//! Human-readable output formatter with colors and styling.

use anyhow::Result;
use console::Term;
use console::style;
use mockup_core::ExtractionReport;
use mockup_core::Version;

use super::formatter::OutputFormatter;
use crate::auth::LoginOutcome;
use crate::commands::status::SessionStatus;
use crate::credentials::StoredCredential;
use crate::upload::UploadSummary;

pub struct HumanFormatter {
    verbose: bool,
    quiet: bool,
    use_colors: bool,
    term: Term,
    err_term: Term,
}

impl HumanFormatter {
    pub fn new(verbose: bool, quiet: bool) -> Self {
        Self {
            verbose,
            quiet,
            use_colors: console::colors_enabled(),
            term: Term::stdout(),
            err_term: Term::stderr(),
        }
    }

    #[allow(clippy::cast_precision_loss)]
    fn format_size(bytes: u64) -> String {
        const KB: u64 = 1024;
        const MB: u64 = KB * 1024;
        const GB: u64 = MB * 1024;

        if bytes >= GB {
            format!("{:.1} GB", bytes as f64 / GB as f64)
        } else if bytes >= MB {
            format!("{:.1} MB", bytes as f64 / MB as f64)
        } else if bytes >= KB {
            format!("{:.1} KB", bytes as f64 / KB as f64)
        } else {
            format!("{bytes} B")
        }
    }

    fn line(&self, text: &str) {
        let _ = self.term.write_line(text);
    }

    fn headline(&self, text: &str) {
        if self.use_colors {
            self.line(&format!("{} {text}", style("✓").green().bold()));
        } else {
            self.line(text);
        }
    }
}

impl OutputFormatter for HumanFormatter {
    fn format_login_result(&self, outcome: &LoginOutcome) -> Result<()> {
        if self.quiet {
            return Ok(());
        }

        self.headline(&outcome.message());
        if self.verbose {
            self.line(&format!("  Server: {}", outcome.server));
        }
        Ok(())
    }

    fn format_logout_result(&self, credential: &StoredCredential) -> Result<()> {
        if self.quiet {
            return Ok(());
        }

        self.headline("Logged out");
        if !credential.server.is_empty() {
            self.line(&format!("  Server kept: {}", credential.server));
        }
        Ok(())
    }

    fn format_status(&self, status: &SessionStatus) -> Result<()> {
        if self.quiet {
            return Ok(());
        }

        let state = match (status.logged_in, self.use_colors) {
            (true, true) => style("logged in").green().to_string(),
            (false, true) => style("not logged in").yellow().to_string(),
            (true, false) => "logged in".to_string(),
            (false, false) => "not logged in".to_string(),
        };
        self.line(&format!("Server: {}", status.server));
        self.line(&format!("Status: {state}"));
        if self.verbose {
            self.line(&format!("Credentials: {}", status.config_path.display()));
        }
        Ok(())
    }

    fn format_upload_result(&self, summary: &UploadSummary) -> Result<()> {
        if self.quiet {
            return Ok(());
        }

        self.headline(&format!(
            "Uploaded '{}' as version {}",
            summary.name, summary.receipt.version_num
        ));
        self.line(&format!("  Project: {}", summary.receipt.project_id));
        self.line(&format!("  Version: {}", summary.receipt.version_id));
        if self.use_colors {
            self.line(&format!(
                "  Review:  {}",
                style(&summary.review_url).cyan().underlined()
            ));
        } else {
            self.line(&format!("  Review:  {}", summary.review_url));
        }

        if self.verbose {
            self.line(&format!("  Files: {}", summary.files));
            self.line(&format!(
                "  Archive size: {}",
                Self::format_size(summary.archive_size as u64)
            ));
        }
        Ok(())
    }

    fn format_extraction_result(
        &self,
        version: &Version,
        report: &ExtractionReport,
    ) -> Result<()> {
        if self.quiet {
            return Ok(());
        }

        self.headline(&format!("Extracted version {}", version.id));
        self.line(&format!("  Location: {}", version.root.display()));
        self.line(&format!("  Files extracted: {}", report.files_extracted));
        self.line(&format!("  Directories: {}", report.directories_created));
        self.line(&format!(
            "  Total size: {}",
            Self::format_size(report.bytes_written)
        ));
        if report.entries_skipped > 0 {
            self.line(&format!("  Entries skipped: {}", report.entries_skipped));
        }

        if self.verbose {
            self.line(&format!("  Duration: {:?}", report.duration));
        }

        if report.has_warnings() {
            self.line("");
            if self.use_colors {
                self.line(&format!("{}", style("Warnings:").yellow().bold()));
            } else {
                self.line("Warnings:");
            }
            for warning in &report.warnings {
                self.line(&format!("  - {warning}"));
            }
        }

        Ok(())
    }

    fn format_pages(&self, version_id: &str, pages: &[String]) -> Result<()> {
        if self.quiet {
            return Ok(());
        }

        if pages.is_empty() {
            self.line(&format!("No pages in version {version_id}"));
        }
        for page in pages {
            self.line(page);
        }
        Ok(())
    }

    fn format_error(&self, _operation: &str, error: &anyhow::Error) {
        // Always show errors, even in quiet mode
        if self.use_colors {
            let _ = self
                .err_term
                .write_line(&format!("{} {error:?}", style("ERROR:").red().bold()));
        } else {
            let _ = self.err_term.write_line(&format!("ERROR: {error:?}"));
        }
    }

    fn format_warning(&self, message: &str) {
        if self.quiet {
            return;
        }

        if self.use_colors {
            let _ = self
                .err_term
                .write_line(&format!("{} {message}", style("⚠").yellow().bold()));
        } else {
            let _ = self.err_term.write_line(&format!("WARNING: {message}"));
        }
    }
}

§ §

* **WORK INSTRUCTIONS**: Which lines above contain the word "HumanFormatter"? Copy each one.

* **ANSWER BELOW**:
pub struct HumanFormatter {
impl HumanFormatter {
impl OutputFormatter for HumanFormatter {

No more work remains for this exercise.